Dúvida: será que vivemos numa sociedade capitalista?
Na minha opinião a resposta é “não”. Vamos ver qual a razão? E vamos.

Em primeiro lugar temos que individuar quais as características fundamentais do Capitalismo.
Estas são:

  1. Estruturas produtivas de base (terra e capital) na posse dos privados; o capital, neste sentido, é constituído pelos meios de produção, as infraestruturas, as máquinas e os outros instrumentos que concorrem na produção de bens e de serviços.
  2. A actividade económica é coordenada de forma descentrada, mediante a interacção dos vendedores e dos compradores nos mercados.
  3. Os donos dos meios de produção, tal como os que fornecem a mão de obra, são livres de seguir o próprio interesse pessoal, tentando obter o máximo ganho com a utilização dos recursos e do trabalho de produção. Os consumidores são livres de gastar os rendimentos segundo as próprias exigências ou gostos.
  4. O controle estatal é reduzido ao mínimo: com a concorrência, a actividade económica será auto-regulamentada. O Estado terá que proteger a sociedade perante ataques do exterior, proteger a propriedade privada e garantir os contratos.

O que sobra hoje desta visão? Bem pouco.

O ponto nº 1, por exemplo, parece ser o espelho da actual situação, com as estruturas produtivas de base que realmente estão na posse dos privados. Mas temos que fazer uma pergunta: quais estruturas produtivas?
Pegamos no caso da União Europeia ou dos Estados Unidos: onde estão as estruturas produtivas? Cada vez mais estas são deslocadas para os Países asiáticos, sendo que as mercadorias importadas representam uma enorme fatia do mercado, com reflexos negativos na produção local.

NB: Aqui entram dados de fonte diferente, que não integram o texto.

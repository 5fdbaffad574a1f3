//! Question value object

use crate::core::error::DomainError;
use serde::{Deserialize, Serialize};

/// The user question submitted to the council (Value Object)
///
/// The same question text is sent to every member in stage 1 and is
/// echoed into the stage-2 and stage-3 prompts for context.
#[derive(Debug, Clone, PartialEq, Eq, Serialize, Deserialize)]
pub struct Question {
    content: String,
}

impl Question {
    /// Create a new question
    ///
    /// # Panics
    /// Panics if the content is empty or only whitespace
    pub fn new(content: impl Into<String>) -> Self {
        let content = content.into();
        assert!(!content.trim().is_empty(), "Question cannot be empty");
        Self { content }
    }

    /// Try to create a new question, rejecting empty input
    pub fn try_new(content: impl Into<String>) -> Result<Self, DomainError> {
        let content = content.into();
        if content.trim().is_empty() {
            Err(DomainError::InvalidQuestion(
                "question cannot be empty".to_string(),
            ))
        } else {
            Ok(Self { content })
        }
    }

    /// Get the question content
    pub fn content(&self) -> &str {
        &self.content
    }
}

impl std::fmt::Display for Question {
    fn fmt(&self, f: &mut std::fmt::Formatter<'_>) -> std::fmt::Result {
        write!(f, "{}", self.content)
    }
}

impl From<&str> for Question {
    fn from(s: &str) -> Self {
        Question::new(s)
    }
}

impl From<String> for Question {
    fn from(s: String) -> Self {
        Question::new(s)
    }
}
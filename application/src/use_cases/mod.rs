//! Council use cases

pub mod generate_title;
pub mod run_council;

pub use generate_title::{GenerateTitleUseCase, TitleResult, fallback_title};
pub use run_council::{RunCouncilError, RunCouncilInput, RunCouncilUseCase};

Isso até pode ser visto como uma consequência de ingerência estatal no âmbito do mercado, sobretudo nas décadas anteriores, que “limitou” o capitalismo nestas duas grandes áreas (e favoreceu os actuais Países exportadores).
Mas a realidade é um pouco diferente e para percebe-lo é suficiente analisar o ponto nº 2: é a actividade económica coordenada de forma descentrada? Apenas a interacção dos vendedores e dos compradores nos mercados estabelece o funcionamento da realidade alegadamente “capitalista”? Não.

Os Estados tiveram e ainda têm um papel preponderante neste aspecto. O que é o exacto contrário das características capitalistas (ponto nº 4). Limitamos a análise aos recentes acontecimentos: Quantitative Easing? O Estado que fornece dinheiro aos bancos (instituições privadas)? O que tem isso de capitalista? Na sociedade capitalista, o Estado pode ser interpretado como um arbitro que opera segundo regras bem definidas e que em nenhum caso intervém para condicionar o andamento do mercado. O capital é inteiramente privado, eventuais injecções de capital podem ser exclusivamente privadas: ou uma empresa tem pernas para andar ou fecha, pois sucumbe perante a vitalidade da concorrência.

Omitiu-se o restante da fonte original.